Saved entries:
##############################

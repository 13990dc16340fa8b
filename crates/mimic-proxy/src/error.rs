//! Error types for the proxy frontend.

use thiserror::Error;

/// Proxy error type.
#[derive(Debug, Error)]
pub enum ProxyError {
    /// CA certificate error.
    #[error("CA error: {0}")]
    Ca(#[from] CaManagerError),

    /// Engine error.
    #[error("engine error: {0}")]
    Core(#[from] mimic_core::CoreError),

    /// IO error.
    #[error("IO error: {0}")]
    Io(#[from] std::io::Error),

    /// Proxy server error.
    #[error("proxy error: {0}")]
    Proxy(String),
}

/// CA manager error type.
#[derive(Debug, Error)]
pub enum CaManagerError {
    /// Failed to generate CA certificate.
    #[error("failed to generate CA: {0}")]
    Generation(String),

    /// Failed to read CA certificate.
    #[error("failed to read CA: {0}")]
    Read(#[from] std::io::Error),

    /// Failed to parse CA certificate.
    #[error("failed to parse CA: {0}")]
    Parse(String),

    /// Failed to write CA certificate.
    #[error("failed to write CA: {0}")]
    Write(String),
}

/// Result type for proxy operations.
pub type Result<T> = std::result::Result<T, ProxyError>;
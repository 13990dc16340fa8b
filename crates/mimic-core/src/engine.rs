//! The per-request traffic engine.
//!
//! One engine instance is shared by every request task. For each buffered
//! inbound request it runs the active mode (capture, virtualize, synthesize
//! or modify) and always produces a client-bound response: every failure
//! path is folded into a proxy-level response rather than an error.

use std::sync::Arc;

use bytes::Bytes;
use http::{header, HeaderMap, HeaderValue, StatusCode};

use crate::cache::Cache;
use crate::codec;
use crate::constructor::Constructor;
use crate::error::{CoreError, Result};
use crate::model::{headers_to_map, Payload, RecordedResponse, RequestDetails};
use crate::settings::{Mode, Settings};

/// Response header marking proxy transit.
pub const TRANSIT_HEADER: &str = "x-mimic";

/// Value carried by the transit marker.
pub const TRANSIT_VALUE: &str = "transited";

/// Dispatches every buffered request to the active processing mode.
pub struct TrafficEngine {
    settings: Arc<Settings>,
    cache: Arc<dyn Cache>,
    client: reqwest::Client,
}

impl TrafficEngine {
    /// Creates an engine with its own upstream HTTP client.
    pub fn new(settings: Arc<Settings>, cache: Arc<dyn Cache>) -> Result<Self> {
        let client = reqwest::Client::builder()
            .build()
            .map_err(|e| CoreError::Config(format!("failed to build upstream client: {e}")))?;
        Ok(Self {
            settings,
            cache,
            client,
        })
    }

    /// Returns the runtime settings this engine was built with.
    pub fn settings(&self) -> &Arc<Settings> {
        &self.settings
    }

    /// Processes one request according to the active mode.
    pub async fn handle(&self, details: RequestDetails) -> http::Response<Bytes> {
        tracing::debug!(
            mode = %self.settings.mode,
            method = %details.method,
            host = %details.destination,
            path = %details.path,
            "processing request"
        );

        match self.settings.mode {
            Mode::Capture => self.capture(details).await,
            Mode::Virtualize => self.virtualize(details).await,
            Mode::Synthesize => self.synthesize(details).await,
            Mode::Modify => self.modify(details).await,
        }
    }

    /// Forwards the request upstream and persists the exchange.
    ///
    /// The client gets the upstream response whether or not the store write
    /// succeeded; a failed write is logged and accepted as data loss.
    async fn capture(&self, details: RequestDetails) -> http::Response<Bytes> {
        let (status, headers, body) = match self.forward(&details).await {
            Ok(exchange) => exchange,
            Err(err) => {
                tracing::warn!(
                    error = %err,
                    host = %details.destination,
                    method = %details.method,
                    path = %details.path,
                    "could not forward request"
                );
                return proxy_failure("could not reach upstream");
            }
        };

        let recorded = RecordedResponse {
            status: status.as_u16(),
            body: String::from_utf8_lossy(&body).into_owned(),
            headers: headers_to_map(&headers),
        };
        let payload = Payload::new(details, recorded);

        match codec::encode(&payload) {
            Ok(encoded) => match self.cache.set(payload.id.as_bytes(), &encoded) {
                Ok(()) => tracing::info!(
                    key = %payload.id,
                    host = %payload.request.destination,
                    path = %payload.request.path,
                    "captured exchange"
                ),
                Err(err) => {
                    tracing::warn!(error = %err, key = %payload.id, "could not persist exchange")
                }
            },
            Err(err) => tracing::error!(error = %err, "could not encode exchange"),
        }

        upstream_response(status, &headers, body)
    }

    /// Serves the request from the capture store; never contacts upstream.
    async fn virtualize(&self, details: RequestDetails) -> http::Response<Bytes> {
        let key = details.fingerprint();

        let encoded = match self.cache.get(key.as_bytes()) {
            Ok(Some(encoded)) => encoded,
            Ok(None) => {
                tracing::info!(
                    key = %key,
                    host = %details.destination,
                    path = %details.path,
                    "no recorded exchange"
                );
                return not_recorded();
            }
            Err(err) => {
                // A failing store degrades to a miss.
                tracing::warn!(error = %err, key = %key, "store lookup failed");
                return not_recorded();
            }
        };

        let payload = match codec::decode(&encoded) {
            Ok(payload) => payload,
            Err(err) => {
                tracing::error!(error = %err, key = %key, "stored payload is unreadable");
                return not_recorded();
            }
        };

        let mut constructor = Constructor::new(payload);
        if let Some(command) = &self.settings.middleware {
            if let Err(err) = constructor.apply_middleware(command).await {
                tracing::warn!(
                    error = %err,
                    middleware = %command,
                    "middleware failed, replaying stored response unchanged"
                );
            }
        }

        match constructor.reconstruct_response() {
            Ok(response) => {
                tracing::info!(key = %key, status = response.status().as_u16(), "replaying exchange");
                stamp(response)
            }
            Err(err) => {
                tracing::error!(error = %err, key = %key, "could not rebuild recorded response");
                proxy_failure("could not rebuild recorded response")
            }
        }
    }

    /// Manufactures a response purely from middleware; no upstream call and
    /// no store write.
    async fn synthesize(&self, details: RequestDetails) -> http::Response<Bytes> {
        let Some(command) = &self.settings.middleware else {
            return proxy_failure("no middleware configured");
        };

        let mut constructor = Constructor::new(Payload::from_request(details));
        if let Err(err) = constructor.apply_middleware(command).await {
            tracing::error!(error = %err, middleware = %command, "middleware failed");
            return proxy_failure("middleware failed");
        }

        match constructor.reconstruct_response() {
            Ok(response) => stamp(response),
            Err(err) => {
                tracing::error!(error = %err, "could not rebuild synthesized response");
                proxy_failure("could not rebuild synthesized response")
            }
        }
    }

    /// Forwards the request upstream and transforms the real response
    /// through middleware. Nothing is persisted.
    async fn modify(&self, details: RequestDetails) -> http::Response<Bytes> {
        let Some(command) = &self.settings.middleware else {
            return proxy_failure("no middleware configured");
        };

        let (status, headers, body) = match self.forward(&details).await {
            Ok(exchange) => exchange,
            Err(err) => {
                tracing::warn!(error = %err, host = %details.destination, "could not forward request");
                return proxy_failure("could not reach upstream");
            }
        };

        let recorded = RecordedResponse {
            status: status.as_u16(),
            body: String::from_utf8_lossy(&body).into_owned(),
            headers: headers_to_map(&headers),
        };

        let mut constructor = Constructor::new(Payload::new(details, recorded));
        if let Err(err) = constructor.apply_middleware(command).await {
            tracing::error!(error = %err, middleware = %command, "middleware failed");
            return proxy_failure("middleware failed");
        }

        match constructor.reconstruct_response() {
            Ok(response) => stamp(response),
            Err(err) => {
                tracing::error!(error = %err, "could not rebuild modified response");
                proxy_failure("could not rebuild modified response")
            }
        }
    }

    /// Performs the upstream round-trip and buffers the response body.
    async fn forward(
        &self,
        details: &RequestDetails,
    ) -> Result<(StatusCode, HeaderMap, Bytes)> {
        let request = Constructor::new(Payload::from_request(details.clone()))
            .reconstruct_request()?;
        let request = reqwest::Request::try_from(request)
            .map_err(|e| CoreError::Reconstruct(e.to_string()))?;

        let response = self
            .client
            .execute(request)
            .await
            .map_err(CoreError::UpstreamUnreachable)?;

        let status = response.status();
        let headers = response.headers().clone();
        let body = response.bytes().await.map_err(CoreError::BodyRead)?;

        tracing::debug!(
            host = %details.destination,
            status = status.as_u16(),
            bytes = body.len(),
            "upstream responded"
        );

        Ok((status, headers, body))
    }
}

/// Adds the transit marker to a response.
fn stamp(mut response: http::Response<Bytes>) -> http::Response<Bytes> {
    response
        .headers_mut()
        .insert(TRANSIT_HEADER, HeaderValue::from_static(TRANSIT_VALUE));
    response
}

/// Builds the client-bound copy of an upstream response.
fn upstream_response(
    status: StatusCode,
    headers: &HeaderMap,
    body: Bytes,
) -> http::Response<Bytes> {
    let mut response = http::Response::new(body);
    *response.status_mut() = status;
    for (name, value) in headers {
        // The body is re-sent from a full buffer, so the original framing
        // headers no longer apply.
        if name == header::CONTENT_LENGTH || name == header::TRANSFER_ENCODING {
            continue;
        }
        response.headers_mut().append(name.clone(), value.clone());
    }
    stamp(response)
}

/// Plain-text response for a request that was never captured.
fn not_recorded() -> http::Response<Bytes> {
    text_response(
        StatusCode::PRECONDITION_FAILED,
        "request was never recorded; capture it first",
    )
}

/// Plain-text proxy-level failure response.
fn proxy_failure(message: &str) -> http::Response<Bytes> {
    text_response(StatusCode::BAD_GATEWAY, message)
}

fn text_response(status: StatusCode, message: &str) -> http::Response<Bytes> {
    let mut response = http::Response::new(Bytes::from(message.to_string()));
    *response.status_mut() = status;
    response.headers_mut().insert(
        header::CONTENT_TYPE,
        HeaderValue::from_static("text/plain; charset=utf-8"),
    );
    stamp(response)
}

##############################

● **ASSIGNMENT**
List every line in the records above that contains the word "modified".

● **RESPONSE TO THIS EXERCISE**
                tracing::error!(error = %err, "could not rebuild modified response");
                proxy_failure("could not rebuild modified response")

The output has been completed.